## TASK DETAILS
Find and copy the lines in the records beneath this task that contain the word "history".

## DATASET EXCERPTS
_ _ _ _ _ _ _
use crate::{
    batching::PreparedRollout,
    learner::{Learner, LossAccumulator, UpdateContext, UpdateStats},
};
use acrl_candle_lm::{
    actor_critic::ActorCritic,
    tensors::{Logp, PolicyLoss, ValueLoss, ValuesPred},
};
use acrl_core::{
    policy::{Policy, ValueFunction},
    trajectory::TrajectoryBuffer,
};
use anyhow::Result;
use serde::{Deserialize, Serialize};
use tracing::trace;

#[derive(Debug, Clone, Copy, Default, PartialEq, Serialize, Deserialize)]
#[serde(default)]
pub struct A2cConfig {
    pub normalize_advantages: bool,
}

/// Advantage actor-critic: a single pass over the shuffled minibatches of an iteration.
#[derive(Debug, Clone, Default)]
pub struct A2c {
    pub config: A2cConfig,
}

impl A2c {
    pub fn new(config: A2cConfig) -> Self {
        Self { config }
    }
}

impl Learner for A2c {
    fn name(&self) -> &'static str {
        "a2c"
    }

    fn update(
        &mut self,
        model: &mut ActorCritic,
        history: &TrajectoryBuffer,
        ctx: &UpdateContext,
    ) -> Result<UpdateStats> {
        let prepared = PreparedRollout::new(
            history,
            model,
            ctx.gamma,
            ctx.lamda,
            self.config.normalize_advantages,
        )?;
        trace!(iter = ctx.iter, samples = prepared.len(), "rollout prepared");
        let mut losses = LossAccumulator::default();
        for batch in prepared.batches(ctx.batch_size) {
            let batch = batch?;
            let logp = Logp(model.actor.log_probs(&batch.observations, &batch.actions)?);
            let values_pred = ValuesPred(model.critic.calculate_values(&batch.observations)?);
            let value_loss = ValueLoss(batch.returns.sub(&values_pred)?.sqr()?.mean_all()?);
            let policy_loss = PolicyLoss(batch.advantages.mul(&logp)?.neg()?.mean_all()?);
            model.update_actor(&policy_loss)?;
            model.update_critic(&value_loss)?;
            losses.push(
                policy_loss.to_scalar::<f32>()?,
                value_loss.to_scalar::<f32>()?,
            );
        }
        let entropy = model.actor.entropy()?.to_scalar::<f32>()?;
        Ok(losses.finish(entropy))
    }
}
_ _ _ _ _ _ _
## ANSWER
        history: &TrajectoryBuffer,
            history,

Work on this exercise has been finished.